A prevailing image is that of folks who have chosen shared living in
leafy retirement communities, whose brochures advertise the joys of
heavenly refuges. With names like Hermitage Gardens, or Fellowship
House, or Evergreen Manor World, or simply The Oaks. Some of the places
flaunt the subtitle "Life Care Community," perhaps signifying life
without a care, or babysitter for the overly mature who don't care to
make all of their own choices anymore.
Of course, this is overdrawn. There are some nice places, retirement
communities where nice people meet other nice people and renew the good
things in life and have contentment in the choice of their style of
retirement living.
But now, a necessary confession. I am supremely unqualified for any
discussion involving retirement. Yes, I am a retiree, but only in a
sense so remote from the word that it is misapplied. You can't even call
me quasi-retired. I am less than a zero. I am a rimless cipher. An
oxymoronic, unretired retiree.
Let me explain. I retired 17 years ago and have been behind in my
work ever since. More about that later.
For me, retirement simply didn't work out. I missed the absolute
necessity for an active life in a workaday world; I was used to waking
up in the morning with something on my mind. Like, what day is this? And
immediately thinking, what will be my topic today for my sports column
in The Post? And instantly recognizing the stupidity of the first idea
and rejecting it, trusting that later in the day I would get lucky and
something would evolve and I would get to the typewriter to commit 900
words by deadline. As I had been doing for 50 consecutive years. Until
that day came, and I retired. Or so I thought.

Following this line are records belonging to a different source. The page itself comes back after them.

pub mod cli;
pub mod config;
pub mod constants;
pub mod context;
pub mod error;
pub mod io;
pub mod pipeline;
pub mod progress;
pub mod tokenizer;

// Re-export the stage modules at the crate root
pub use context::aggregate;
pub use context::chunker;
pub use context::extract;
pub use context::manifest;
pub use context::scanner;

pub use config::Config;
pub use error::RunError;
pub use pipeline::{Pipeline, RunOutcome, RunSummary};
pub use progress::{CancelToken, ProgressEvent, ProgressSink};
pub use tokenizer::{TokenCounter, Tokenizer};
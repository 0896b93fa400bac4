use crate::error::RunError;
use tiktoken_rs::{CoreBPE, cl100k_base, o200k_base, p50k_base, r50k_base};

/// Deterministic text -> token count function shared by every stage of a run.
pub trait TokenCounter: Send + Sync {
    fn count(
        &self,
        text: &str,
    ) -> usize;
}

/// Encoding names accepted by [`Tokenizer::from_encoding`].
pub const KNOWN_ENCODINGS: &[&str] = &["cl100k_base", "o200k_base", "p50k_base", "r50k_base"];

/// tiktoken-backed counter, built once per run and passed by reference.
pub struct Tokenizer {
    bpe: CoreBPE,
}

impl Tokenizer {
    pub fn from_encoding(name: &str) -> Result<Self, RunError> {
        if !is_known_encoding(name) {
            return Err(RunError::InvalidConfig(format!(
                "unknown token encoding: {name} (expected one of {})",
                KNOWN_ENCODINGS.join(", ")
            )));
        }
        let bpe = match name {
            "o200k_base" => o200k_base(),
            "p50k_base" => p50k_base(),
            "r50k_base" => r50k_base(),
            _ => cl100k_base(),
        }
        .map_err(|e| RunError::Tokenizer(e.to_string()))?;
        Ok(Self { bpe })
    }
}

impl TokenCounter for Tokenizer {
    #[inline]
    fn count(
        &self,
        text: &str,
    ) -> usize {
        self.bpe.encode_with_special_tokens(text).len()
    }
}

pub fn is_known_encoding(name: &str) -> bool {
    KNOWN_ENCODINGS.contains(&name)
}

#[cfg(test)]
mod tests {
    use super::*;

    #[test]
    fn token_count_is_stable() {
        let tok = Tokenizer::from_encoding("cl100k_base").unwrap();
        assert_eq!(tok.count("hello world"), 2);
        assert_eq!(tok.count(""), 0);
    }

    #[test]
    fn every_known_encoding_builds() {
        for name in KNOWN_ENCODINGS {
            assert!(is_known_encoding(name));
            assert!(Tokenizer::from_encoding(name).is_ok(), "{name}");
        }
    }

    #[test]
    fn unknown_encoding_is_config_error() {
        let err = Tokenizer::from_encoding("gpt-0").err().unwrap();
        assert!(matches!(err, RunError::InvalidConfig(_)), "{err}");
    }
}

I didn't have an immediate problem with retirement. There were many
things to do, I thought. Like again pursuing one of my first loves,
fishing in the waters of Chesapeake Bay for those rock fish and blues
and a breed that Walter Haight, The Post's legendary horse racing
writer, used to call croakers, which somehow had mysteriously
disappeared from the Bay, without explanation.
It always had been fun and I thought it would be again. Used to be
that you would watch a baited line in the shimmering water and ponder a
strike, and dwell so much in the rapture of it all that one could even
believe all his debts were paid. But now, for too many days, they
weren't biting, and my patience was worn, and I wasn't recapturing the
thrill of it all. I gave it up.
My wife, Ethyl, and I had given a thought to travel, but we knew
about the old cathedrals of Europe (too many), and quaint Switzerland
and the Matterhorn (too steep and too cold), and England's Shakespeare
country (our favorite). We wanted no more of the cruises and their
put-ins to shore for the six-hour snippet tours of the islands and their
shopping streets. And the shipboard food (too much pasta) about which
they bragged (by whose standards?), which truly wasn't that good. In the
customary last-night toast to a foreign-line ship, I could murmur to
myself my own three-word salute to the menu we endured for eight days:
"Disaster at sea."
In our apartment we had no gardens to tend, which was just as well,
since I wouldn't know a bulb from a bird of paradise; and a visible bird
feeder could discourage us from bird feeding, because the beautiful
but vicious blue jays were attacking all other types and hogging the
feed. Naked aggression. Drat 'em!
Of course, I tried golf again. Actually, I'd never given it up; but
now there was more time for the game I like best. And the one I knew
best. Lincoln once said, "All that I am, or hope to be, I owe to my
angel mother." I owed so much to golf. It was there on the Kebo Club
Links in Bar Harbor, Maine, that I found my future. Had the great good
fortune, when my number (23, as in skiddoo) came up and I was called
from the caddy yard to carry the clubs for a gentleman named Edward B.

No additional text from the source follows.